2.1 Rice material and culture conditions

The experiment was conducted in two growth chambers (CMP6050, Conviron, Winnipeg, Manitoba, Canada) at the Yangzhou University in Yangzhou, Jiangsu Province, China. Japanese rice variety Nipponbare (Oryza sativa , ssp. japonica ) was used in the experiments. Nipponbare is widely used in rice production, breeding, and molecular genetics studies. It is the first rice variety being deeply genome sequenced as a monocots model plant (Sasaki et al, 2005; Matsumoto et al, 2016).

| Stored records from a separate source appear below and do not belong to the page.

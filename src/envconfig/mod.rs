use std::env;
use std::fmt;

use crate::core::Device;

pub const DEFAULT_HOST: &str = "0.0.0.0";
pub const DEFAULT_PORT: u16 = 34100;

/// Process configuration resolved once at startup.
#[derive(Debug, Clone, PartialEq)]
pub struct Settings {
    pub default_generator: String,
    pub chat_generator: Option<String>,
    pub device: Device,
    pub host: Host,
}

impl Settings {
    /// Names that should be loaded before the server accepts traffic.
    pub fn warm_models(&self) -> Vec<&str> {
        let mut names = vec![self.default_generator.as_str()];
        if let Some(chat) = self.chat_generator.as_deref() {
            if chat != self.default_generator {
                names.push(chat);
            }
        }
        names
    }
}

#[derive(Debug, Clone, PartialEq, Eq)]
pub struct Host {
    pub host: String,
    pub port: u16,
}

impl Host {
    /// Reads `MAI_HOST` (optionally `host:port`) and `MAI_PORT`.
    pub fn from_env() -> Self {
        let mut host = env::var("MAI_HOST")
            .map(|h| Self::parse(&h))
            .unwrap_or_default();

        if let Some(port) = env::var("MAI_PORT").ok().and_then(|p| p.parse().ok()) {
            host.port = port;
        }
        host
    }

    pub fn parse(value: &str) -> Self {
        let value = value.trim();
        if value.is_empty() {
            return Self::default();
        }

        match value.rsplit_once(':') {
            Some((host, port)) if !host.is_empty() && !host.ends_with(':') => Self {
                host: host.to_string(),
                port: port.parse().unwrap_or(DEFAULT_PORT),
            },
            _ => Self {
                host: value.to_string(),
                port: DEFAULT_PORT,
            },
        }
    }
}

impl Default for Host {
    fn default() -> Self {
        Self {
            host: DEFAULT_HOST.to_string(),
            port: DEFAULT_PORT,
        }
    }
}

impl fmt::Display for Host {
    fn fmt(&self, f: &mut fmt::Formatter<'_>) -> fmt::Result {
        write!(f, "{}:{}", self.host, self.port)
    }
}

#[cfg(test)]
mod tests {
    use super::*;

    #[test]
    fn test_host_parse() {
        assert_eq!(Host::parse(""), Host::default());
        assert_eq!(
            Host::parse("127.0.0.1:8080"),
            Host {
                host: "127.0.0.1".into(),
                port: 8080
            }
        );
        assert_eq!(Host::parse("localhost").port, DEFAULT_PORT);
        assert_eq!(Host::parse("localhost:nope").port, DEFAULT_PORT);
        assert_eq!(Host::default().to_string(), "0.0.0.0:34100");
    }

    #[test]
    fn test_warm_models() {
        let mut settings = Settings {
            default_generator: "codellama".into(),
            chat_generator: None,
            device: Device::Cpu,
            host: Host::default(),
        };
        assert_eq!(settings.warm_models(), ["codellama"]);

        settings.chat_generator = Some("qwen".into());
        assert_eq!(settings.warm_models(), ["codellama", "qwen"]);

        settings.chat_generator = Some("codellama".into());
        assert_eq!(settings.warm_models(), ["codellama"]);
    }
}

Rice seeds were acquired from Yangzhou Agricultural Research Center, and surface sterilized with disinfectant prochloraz (Jinbao, Yangzhou Suling Agricultural Chemicals, Jiangdu, China) following the supplier recommendation. Seeds were immersed in tap water for 48 hrs before subjected to germination promotion at 32°C with a humidity of 85% in an incubator for 15 hrs, and at 28°C till shoot and root appearance to 0.5~1 cm. The germinated seeds were screened for uniformity and planted to soil in plastic trays at a spacing of 3.5 cm x 3.2 cm, with each tray containing 96 plants. The plastic tray contained premixed soil, 12 cm in depth (Zhang et al, 2019), prepared in a similar way as in field nursery for seedling.
During the growth period, soil was checked three times a day to keep its moisture at saturated point but without persistent water layer. The temperature of the growth chamber was preset to 30/22°C (actual records at ± 0.67°C range) in the 12/12hrs day/night regime, respectively. The illumination was programmed to 800 μmol photons m−2s−1 (actual records at ± 58 μmol photons m−2 s−1) during the day and 0 at night. The relative humidity was set at 70% (actual records range 65-80%).